PROBLEM DETAILS
Below are some records. Return exactly the lines from the one with "self.entries.is_empty()" to the one with "the original spelling.", and nothing else.

[INFORMATION PROVIDED — start]

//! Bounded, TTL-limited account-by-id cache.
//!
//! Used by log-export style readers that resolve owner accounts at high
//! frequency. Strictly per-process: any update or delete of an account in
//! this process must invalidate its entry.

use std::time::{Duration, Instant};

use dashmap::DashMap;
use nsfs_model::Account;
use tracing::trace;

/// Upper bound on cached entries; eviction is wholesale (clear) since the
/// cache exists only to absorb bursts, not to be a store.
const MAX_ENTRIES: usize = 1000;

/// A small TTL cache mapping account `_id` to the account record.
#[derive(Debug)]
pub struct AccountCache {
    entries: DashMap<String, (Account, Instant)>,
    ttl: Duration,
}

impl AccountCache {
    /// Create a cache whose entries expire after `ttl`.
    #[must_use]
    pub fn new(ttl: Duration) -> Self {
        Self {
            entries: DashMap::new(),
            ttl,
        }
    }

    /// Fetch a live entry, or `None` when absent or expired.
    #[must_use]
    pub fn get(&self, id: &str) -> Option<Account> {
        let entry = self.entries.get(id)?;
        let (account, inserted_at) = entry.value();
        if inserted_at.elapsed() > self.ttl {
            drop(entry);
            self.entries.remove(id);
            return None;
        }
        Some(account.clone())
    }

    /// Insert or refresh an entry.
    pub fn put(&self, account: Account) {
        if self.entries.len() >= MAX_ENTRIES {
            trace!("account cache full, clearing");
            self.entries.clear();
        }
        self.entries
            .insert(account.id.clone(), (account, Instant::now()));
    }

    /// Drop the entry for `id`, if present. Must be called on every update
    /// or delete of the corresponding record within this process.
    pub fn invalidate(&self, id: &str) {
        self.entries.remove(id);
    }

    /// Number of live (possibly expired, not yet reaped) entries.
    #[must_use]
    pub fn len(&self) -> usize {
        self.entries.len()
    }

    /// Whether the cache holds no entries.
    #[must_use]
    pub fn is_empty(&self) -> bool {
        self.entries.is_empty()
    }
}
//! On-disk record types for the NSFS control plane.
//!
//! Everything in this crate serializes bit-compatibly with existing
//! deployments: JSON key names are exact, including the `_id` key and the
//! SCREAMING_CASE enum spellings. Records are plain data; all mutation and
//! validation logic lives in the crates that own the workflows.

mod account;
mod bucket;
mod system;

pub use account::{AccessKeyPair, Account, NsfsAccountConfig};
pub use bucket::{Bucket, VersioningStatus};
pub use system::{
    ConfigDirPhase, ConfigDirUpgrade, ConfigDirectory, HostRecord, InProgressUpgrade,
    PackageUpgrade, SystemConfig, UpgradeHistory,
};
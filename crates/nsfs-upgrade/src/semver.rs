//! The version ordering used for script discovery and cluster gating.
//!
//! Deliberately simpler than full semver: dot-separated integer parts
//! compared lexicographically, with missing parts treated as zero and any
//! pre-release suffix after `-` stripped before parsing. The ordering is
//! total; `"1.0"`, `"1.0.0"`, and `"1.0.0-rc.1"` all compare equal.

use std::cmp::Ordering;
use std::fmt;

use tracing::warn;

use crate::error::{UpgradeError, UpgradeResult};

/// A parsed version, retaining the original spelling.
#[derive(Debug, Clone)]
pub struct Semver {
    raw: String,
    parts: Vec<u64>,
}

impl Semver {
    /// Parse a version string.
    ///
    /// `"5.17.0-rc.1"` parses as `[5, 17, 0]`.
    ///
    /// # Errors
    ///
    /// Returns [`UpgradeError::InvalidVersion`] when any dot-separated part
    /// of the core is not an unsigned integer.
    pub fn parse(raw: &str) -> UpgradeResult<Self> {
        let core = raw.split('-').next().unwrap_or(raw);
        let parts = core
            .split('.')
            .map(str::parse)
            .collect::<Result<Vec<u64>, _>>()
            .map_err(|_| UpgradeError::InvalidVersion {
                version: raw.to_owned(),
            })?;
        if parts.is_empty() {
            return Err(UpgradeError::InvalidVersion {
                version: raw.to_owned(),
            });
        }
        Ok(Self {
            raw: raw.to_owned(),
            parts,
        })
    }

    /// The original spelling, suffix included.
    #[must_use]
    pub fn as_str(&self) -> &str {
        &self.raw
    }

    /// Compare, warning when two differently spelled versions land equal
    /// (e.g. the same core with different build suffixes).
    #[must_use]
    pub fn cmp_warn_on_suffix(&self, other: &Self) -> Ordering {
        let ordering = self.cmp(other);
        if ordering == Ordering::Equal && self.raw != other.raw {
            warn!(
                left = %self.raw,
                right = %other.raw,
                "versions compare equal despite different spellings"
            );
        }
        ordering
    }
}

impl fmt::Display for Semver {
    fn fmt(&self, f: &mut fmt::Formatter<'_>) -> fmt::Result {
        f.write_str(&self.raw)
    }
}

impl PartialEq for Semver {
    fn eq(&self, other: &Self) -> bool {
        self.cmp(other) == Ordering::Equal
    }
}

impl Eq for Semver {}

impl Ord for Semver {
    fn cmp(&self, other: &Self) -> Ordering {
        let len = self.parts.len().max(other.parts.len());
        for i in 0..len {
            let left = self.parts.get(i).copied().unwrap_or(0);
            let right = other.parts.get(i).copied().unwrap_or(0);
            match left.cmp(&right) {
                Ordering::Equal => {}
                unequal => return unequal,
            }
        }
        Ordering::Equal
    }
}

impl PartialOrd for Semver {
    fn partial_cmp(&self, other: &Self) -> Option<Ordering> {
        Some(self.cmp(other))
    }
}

[INFORMATION PROVIDED — finish]

EXERCISE OUTPUT
        self.entries.is_empty()
    }
}
//! On-disk record types for the NSFS control plane.
//!
//! Everything in this crate serializes bit-compatibly with existing
//! deployments: JSON key names are exact, including the `_id` key and the
//! SCREAMING_CASE enum spellings. Records are plain data; all mutation and
//! validation logic lives in the crates that own the workflows.

mod account;
mod bucket;
mod system;

pub use account::{AccessKeyPair, Account, NsfsAccountConfig};
pub use bucket::{Bucket, VersioningStatus};
pub use system::{
    ConfigDirPhase, ConfigDirUpgrade, ConfigDirectory, HostRecord, InProgressUpgrade,
    PackageUpgrade, SystemConfig, UpgradeHistory,
};
filename crates/nsfs-upgrade/src/semver.rs
//! The version ordering used for script discovery and cluster gating.
//!
//! Deliberately simpler than full semver: dot-separated integer parts
//! compared lexicographically, with missing parts treated as zero and any
//! pre-release suffix after `-` stripped before parsing. The ordering is
//! total; `"1.0"`, `"1.0.0"`, and `"1.0.0-rc.1"` all compare equal.

use std::cmp::Ordering;
use std::fmt;

use tracing::warn;

use crate::error::{UpgradeError, UpgradeResult};

/// A parsed version, retaining the original spelling.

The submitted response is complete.